In the entries that follow, the line with "assert!(Loading.transition_to(Saving).is_err());" opens the range and the line with "assert!(!Ready.is_busy());" closes it; repeat that range exactly, both lines included.
────────────────────────────────────────
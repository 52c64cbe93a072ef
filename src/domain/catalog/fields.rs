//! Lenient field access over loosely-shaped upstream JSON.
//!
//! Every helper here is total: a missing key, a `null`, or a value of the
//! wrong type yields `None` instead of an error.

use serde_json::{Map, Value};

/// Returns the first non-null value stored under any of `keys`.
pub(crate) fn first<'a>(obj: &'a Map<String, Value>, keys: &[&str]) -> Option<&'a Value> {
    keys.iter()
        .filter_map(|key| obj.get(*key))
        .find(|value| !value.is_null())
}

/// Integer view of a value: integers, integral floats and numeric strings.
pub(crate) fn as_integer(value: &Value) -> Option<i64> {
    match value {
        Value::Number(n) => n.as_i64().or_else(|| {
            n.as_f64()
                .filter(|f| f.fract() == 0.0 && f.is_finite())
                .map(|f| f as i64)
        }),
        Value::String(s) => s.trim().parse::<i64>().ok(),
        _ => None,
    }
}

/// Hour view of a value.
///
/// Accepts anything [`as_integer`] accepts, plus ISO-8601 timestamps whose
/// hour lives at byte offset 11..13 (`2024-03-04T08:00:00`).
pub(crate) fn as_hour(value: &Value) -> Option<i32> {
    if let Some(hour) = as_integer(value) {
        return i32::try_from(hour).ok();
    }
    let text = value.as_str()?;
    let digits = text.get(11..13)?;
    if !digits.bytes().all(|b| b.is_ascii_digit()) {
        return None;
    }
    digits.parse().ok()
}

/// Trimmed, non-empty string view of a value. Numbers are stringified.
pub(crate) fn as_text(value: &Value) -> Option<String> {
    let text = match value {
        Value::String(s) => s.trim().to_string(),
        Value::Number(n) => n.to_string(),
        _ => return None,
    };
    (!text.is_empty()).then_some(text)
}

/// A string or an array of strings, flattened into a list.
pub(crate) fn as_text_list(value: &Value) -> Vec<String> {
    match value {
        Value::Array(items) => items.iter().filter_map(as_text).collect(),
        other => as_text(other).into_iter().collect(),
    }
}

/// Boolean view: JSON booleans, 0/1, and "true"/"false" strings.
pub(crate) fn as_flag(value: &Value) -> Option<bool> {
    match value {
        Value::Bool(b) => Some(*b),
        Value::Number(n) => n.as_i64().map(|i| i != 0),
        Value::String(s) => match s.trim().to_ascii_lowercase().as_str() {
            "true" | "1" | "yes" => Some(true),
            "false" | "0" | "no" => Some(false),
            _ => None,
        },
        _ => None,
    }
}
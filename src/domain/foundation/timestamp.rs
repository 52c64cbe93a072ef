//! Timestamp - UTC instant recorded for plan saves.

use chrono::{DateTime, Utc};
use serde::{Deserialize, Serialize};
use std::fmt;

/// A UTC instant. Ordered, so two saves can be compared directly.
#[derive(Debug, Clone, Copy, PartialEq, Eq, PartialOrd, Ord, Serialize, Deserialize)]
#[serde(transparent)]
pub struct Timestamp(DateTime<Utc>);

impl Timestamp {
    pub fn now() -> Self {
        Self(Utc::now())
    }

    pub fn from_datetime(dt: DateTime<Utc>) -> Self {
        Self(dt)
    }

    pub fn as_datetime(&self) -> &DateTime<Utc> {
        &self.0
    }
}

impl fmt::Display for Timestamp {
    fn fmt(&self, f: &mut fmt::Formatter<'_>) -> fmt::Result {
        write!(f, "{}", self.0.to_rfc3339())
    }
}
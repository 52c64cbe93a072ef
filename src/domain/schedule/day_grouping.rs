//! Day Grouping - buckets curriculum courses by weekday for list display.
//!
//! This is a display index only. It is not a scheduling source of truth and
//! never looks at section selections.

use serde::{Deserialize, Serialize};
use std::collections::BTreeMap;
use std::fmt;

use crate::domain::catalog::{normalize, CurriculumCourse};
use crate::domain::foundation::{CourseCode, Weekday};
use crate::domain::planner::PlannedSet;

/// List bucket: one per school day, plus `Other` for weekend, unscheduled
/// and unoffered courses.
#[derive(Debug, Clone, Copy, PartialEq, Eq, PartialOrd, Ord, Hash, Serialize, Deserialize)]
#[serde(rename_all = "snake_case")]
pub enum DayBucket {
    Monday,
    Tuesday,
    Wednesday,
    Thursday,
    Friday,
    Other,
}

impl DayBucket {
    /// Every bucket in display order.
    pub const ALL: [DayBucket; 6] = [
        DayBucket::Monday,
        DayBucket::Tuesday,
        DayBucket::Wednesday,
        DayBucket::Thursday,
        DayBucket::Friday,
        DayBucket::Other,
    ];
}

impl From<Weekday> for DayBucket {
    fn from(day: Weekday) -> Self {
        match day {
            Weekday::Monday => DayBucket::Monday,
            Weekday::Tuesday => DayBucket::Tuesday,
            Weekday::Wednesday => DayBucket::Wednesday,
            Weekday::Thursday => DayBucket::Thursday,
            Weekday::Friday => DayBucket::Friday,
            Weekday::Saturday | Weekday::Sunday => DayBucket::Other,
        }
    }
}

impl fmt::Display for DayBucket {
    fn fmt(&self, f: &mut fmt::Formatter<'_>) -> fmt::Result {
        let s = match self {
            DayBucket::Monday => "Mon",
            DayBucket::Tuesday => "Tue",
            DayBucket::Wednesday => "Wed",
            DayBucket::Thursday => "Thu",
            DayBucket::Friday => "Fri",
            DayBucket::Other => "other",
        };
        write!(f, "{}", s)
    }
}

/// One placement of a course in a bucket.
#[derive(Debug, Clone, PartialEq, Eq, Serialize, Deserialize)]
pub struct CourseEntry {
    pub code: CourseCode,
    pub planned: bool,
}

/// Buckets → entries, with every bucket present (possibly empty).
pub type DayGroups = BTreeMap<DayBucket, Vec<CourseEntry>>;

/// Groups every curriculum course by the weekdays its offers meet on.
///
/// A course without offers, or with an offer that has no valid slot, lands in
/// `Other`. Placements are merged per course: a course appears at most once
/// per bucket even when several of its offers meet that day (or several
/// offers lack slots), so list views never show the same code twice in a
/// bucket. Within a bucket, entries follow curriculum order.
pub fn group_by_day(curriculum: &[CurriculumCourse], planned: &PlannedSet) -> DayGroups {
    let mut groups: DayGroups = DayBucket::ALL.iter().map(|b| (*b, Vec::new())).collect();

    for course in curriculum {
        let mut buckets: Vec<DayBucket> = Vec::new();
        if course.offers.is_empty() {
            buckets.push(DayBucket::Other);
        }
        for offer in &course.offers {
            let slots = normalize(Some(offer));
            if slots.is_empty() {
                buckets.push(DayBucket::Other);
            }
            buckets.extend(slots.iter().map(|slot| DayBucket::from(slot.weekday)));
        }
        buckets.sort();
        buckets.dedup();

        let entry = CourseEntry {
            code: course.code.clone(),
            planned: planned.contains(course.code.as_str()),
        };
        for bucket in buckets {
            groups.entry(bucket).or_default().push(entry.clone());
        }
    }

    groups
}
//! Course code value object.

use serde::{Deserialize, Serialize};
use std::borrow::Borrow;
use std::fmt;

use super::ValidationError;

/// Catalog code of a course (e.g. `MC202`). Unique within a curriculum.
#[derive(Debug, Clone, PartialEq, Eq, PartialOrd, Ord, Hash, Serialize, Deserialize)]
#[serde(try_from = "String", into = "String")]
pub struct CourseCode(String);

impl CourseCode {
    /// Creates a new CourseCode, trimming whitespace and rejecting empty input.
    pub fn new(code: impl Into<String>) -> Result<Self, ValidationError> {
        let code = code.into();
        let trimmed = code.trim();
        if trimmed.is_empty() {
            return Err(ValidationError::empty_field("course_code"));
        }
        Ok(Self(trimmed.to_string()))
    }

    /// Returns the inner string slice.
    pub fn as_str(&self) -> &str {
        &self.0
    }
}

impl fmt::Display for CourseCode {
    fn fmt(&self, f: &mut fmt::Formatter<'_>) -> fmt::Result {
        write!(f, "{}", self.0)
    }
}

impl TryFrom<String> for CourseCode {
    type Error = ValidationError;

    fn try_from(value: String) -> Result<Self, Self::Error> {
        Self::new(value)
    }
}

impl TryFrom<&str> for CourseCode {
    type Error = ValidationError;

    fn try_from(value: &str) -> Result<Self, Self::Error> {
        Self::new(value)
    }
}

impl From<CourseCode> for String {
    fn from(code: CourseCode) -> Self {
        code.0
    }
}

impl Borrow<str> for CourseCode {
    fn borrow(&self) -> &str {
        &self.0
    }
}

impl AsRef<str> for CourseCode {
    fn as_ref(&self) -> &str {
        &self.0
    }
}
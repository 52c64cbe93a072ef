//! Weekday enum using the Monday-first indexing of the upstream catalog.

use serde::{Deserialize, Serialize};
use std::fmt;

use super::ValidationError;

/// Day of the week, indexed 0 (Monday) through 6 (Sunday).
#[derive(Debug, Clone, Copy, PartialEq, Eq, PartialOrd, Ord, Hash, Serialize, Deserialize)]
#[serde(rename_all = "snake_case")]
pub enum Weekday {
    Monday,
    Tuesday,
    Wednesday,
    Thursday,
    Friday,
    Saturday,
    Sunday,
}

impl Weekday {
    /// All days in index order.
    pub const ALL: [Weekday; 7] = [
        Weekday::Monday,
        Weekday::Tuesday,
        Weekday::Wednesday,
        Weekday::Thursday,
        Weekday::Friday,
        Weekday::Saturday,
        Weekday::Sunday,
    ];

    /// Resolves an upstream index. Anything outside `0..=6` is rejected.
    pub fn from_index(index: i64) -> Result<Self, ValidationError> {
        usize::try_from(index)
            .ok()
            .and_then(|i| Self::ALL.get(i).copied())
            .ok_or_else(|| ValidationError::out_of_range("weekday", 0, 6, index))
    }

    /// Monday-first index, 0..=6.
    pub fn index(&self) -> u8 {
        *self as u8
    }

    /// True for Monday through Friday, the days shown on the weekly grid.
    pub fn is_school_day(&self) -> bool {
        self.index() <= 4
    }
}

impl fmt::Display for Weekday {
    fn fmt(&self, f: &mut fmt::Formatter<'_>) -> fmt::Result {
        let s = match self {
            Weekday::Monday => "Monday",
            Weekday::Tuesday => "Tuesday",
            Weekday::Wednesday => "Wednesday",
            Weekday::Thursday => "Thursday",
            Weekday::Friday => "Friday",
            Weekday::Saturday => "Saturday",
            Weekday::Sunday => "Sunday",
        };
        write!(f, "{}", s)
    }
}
────────────────────────────────────────
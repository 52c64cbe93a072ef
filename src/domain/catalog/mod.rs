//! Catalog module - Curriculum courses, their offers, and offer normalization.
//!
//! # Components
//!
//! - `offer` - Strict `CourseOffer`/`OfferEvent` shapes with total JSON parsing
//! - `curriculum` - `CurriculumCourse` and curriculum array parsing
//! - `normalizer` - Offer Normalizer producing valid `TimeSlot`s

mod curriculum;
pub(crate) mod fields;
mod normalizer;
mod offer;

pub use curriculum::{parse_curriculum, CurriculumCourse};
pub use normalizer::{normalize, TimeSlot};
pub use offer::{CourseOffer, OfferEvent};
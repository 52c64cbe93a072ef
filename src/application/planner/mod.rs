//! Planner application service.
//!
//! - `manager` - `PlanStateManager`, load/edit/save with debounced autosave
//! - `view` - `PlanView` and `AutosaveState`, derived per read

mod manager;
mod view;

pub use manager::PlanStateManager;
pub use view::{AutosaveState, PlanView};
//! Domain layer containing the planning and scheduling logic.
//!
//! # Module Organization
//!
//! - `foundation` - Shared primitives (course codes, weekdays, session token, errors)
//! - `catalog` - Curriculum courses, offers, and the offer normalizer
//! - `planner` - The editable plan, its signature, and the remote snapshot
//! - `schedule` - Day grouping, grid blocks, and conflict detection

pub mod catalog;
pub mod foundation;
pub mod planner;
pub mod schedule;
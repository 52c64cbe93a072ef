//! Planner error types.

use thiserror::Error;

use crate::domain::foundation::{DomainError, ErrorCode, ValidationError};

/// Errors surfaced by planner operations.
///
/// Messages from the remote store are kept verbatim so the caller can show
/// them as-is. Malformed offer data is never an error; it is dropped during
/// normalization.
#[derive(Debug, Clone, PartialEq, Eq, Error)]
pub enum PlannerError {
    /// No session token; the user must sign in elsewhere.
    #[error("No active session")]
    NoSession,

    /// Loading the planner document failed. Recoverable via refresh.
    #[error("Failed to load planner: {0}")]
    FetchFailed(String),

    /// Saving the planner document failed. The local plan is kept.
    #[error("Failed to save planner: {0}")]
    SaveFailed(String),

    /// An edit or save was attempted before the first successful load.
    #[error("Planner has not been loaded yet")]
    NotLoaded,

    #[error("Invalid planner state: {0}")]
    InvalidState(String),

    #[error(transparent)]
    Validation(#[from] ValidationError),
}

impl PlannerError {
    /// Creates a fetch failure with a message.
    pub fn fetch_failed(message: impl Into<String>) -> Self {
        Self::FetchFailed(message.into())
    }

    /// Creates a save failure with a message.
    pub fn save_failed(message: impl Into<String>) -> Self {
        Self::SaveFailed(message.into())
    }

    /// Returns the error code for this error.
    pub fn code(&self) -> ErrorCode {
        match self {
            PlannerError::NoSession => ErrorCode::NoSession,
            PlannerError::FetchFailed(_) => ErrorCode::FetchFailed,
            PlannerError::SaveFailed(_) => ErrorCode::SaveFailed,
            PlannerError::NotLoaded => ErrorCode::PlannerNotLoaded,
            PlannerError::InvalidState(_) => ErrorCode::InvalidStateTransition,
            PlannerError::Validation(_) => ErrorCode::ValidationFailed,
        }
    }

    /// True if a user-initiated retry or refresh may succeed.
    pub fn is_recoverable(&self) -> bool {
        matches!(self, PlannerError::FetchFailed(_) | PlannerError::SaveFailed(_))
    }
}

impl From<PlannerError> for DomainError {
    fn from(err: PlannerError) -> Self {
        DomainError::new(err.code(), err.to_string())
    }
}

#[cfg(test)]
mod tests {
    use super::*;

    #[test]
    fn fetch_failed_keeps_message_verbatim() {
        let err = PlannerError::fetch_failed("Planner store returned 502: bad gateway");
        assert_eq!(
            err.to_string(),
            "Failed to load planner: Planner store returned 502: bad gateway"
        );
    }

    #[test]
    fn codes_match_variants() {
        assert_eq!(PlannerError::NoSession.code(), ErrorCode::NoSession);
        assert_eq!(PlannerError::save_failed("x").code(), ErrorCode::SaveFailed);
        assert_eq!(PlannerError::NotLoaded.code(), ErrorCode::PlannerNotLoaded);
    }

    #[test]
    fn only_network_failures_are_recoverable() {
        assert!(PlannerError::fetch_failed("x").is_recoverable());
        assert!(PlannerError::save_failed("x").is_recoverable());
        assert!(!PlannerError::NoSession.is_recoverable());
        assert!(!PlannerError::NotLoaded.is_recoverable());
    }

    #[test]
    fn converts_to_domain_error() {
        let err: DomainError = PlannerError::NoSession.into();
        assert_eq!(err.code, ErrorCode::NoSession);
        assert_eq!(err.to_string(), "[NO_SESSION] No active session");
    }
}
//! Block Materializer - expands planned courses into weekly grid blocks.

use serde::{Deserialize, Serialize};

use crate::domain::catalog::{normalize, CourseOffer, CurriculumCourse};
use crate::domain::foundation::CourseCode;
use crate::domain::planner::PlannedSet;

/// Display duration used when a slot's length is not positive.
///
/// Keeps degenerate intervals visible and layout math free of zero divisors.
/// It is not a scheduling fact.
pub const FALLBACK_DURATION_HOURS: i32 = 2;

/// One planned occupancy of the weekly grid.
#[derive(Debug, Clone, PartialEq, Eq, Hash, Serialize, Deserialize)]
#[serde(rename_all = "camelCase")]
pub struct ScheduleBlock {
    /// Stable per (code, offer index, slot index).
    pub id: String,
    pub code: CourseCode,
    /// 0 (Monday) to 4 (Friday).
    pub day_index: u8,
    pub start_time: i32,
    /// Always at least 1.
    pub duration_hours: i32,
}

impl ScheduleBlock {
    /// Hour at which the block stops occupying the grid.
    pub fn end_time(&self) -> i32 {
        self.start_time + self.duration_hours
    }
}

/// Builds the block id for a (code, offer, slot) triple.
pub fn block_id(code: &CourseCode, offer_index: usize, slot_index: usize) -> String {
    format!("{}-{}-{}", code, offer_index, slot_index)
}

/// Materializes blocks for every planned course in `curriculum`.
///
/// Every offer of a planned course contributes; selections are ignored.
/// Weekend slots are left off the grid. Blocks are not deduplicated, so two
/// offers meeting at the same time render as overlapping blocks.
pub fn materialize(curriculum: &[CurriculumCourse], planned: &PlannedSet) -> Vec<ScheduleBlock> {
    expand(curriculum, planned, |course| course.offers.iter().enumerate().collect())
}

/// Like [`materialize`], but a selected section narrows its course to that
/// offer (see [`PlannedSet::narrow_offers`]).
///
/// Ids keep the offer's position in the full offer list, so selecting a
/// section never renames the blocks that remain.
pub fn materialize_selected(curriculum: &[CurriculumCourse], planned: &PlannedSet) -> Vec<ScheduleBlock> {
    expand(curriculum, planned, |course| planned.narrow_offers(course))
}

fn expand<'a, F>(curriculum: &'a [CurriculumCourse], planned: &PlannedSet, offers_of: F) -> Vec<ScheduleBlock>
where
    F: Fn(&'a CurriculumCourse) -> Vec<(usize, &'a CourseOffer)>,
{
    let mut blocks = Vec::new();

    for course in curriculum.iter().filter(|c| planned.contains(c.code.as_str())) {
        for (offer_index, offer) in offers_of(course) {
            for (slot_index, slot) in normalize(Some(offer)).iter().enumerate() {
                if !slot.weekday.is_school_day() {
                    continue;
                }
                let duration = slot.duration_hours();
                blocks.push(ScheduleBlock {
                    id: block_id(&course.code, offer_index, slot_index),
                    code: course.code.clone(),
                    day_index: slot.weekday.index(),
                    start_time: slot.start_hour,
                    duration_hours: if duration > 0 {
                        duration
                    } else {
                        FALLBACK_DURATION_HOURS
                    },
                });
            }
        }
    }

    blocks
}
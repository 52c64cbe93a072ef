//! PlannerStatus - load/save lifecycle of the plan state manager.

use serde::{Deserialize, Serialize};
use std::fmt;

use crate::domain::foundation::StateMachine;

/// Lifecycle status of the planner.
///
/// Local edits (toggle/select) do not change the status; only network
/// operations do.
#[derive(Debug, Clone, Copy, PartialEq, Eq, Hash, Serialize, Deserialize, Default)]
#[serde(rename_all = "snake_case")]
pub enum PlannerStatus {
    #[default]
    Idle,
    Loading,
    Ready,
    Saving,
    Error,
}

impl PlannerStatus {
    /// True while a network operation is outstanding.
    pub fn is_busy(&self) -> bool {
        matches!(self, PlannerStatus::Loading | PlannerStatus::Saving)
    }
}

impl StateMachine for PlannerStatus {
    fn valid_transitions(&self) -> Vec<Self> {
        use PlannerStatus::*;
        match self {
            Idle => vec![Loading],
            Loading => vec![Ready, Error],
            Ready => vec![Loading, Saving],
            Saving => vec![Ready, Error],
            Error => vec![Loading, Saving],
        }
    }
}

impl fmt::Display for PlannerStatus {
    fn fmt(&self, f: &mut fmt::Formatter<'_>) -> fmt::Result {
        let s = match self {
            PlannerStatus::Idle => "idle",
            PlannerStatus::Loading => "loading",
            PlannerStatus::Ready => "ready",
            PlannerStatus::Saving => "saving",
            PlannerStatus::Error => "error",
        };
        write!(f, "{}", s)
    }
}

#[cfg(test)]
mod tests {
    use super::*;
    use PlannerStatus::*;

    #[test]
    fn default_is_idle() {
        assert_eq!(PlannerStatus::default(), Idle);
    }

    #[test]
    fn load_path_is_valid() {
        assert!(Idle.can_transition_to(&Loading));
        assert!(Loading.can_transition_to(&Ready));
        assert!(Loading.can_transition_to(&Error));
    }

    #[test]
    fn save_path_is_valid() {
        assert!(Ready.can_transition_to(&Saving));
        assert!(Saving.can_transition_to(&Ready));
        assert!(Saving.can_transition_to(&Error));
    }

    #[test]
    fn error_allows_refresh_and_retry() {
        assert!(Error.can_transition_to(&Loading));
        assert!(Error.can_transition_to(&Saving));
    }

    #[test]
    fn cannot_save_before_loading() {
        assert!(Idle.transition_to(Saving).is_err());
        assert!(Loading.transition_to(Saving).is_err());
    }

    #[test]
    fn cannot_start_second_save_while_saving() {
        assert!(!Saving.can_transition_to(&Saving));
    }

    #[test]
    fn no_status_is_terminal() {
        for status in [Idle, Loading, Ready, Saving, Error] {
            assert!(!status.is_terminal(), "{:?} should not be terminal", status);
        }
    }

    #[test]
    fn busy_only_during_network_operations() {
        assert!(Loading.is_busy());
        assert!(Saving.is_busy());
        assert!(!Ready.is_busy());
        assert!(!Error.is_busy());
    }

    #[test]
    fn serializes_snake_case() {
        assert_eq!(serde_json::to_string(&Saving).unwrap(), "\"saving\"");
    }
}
────────────────────────────────────────
▶ [Answer for the task]
        assert!(Loading.transition_to(Saving).is_err());
    }

    #[test]
    fn cannot_start_second_save_while_saving() {
        assert!(!Saving.can_transition_to(&Saving));
    }

    #[test]
    fn no_status_is_terminal() {
        for status in [Idle, Loading, Ready, Saving, Error] {
            assert!(!status.is_terminal(), "{:?} should not be terminal", status);
        }
    }

    #[test]
    fn busy_only_during_network_operations() {
        assert!(Loading.is_busy());
        assert!(Saving.is_busy());
        assert!(!Ready.is_busy());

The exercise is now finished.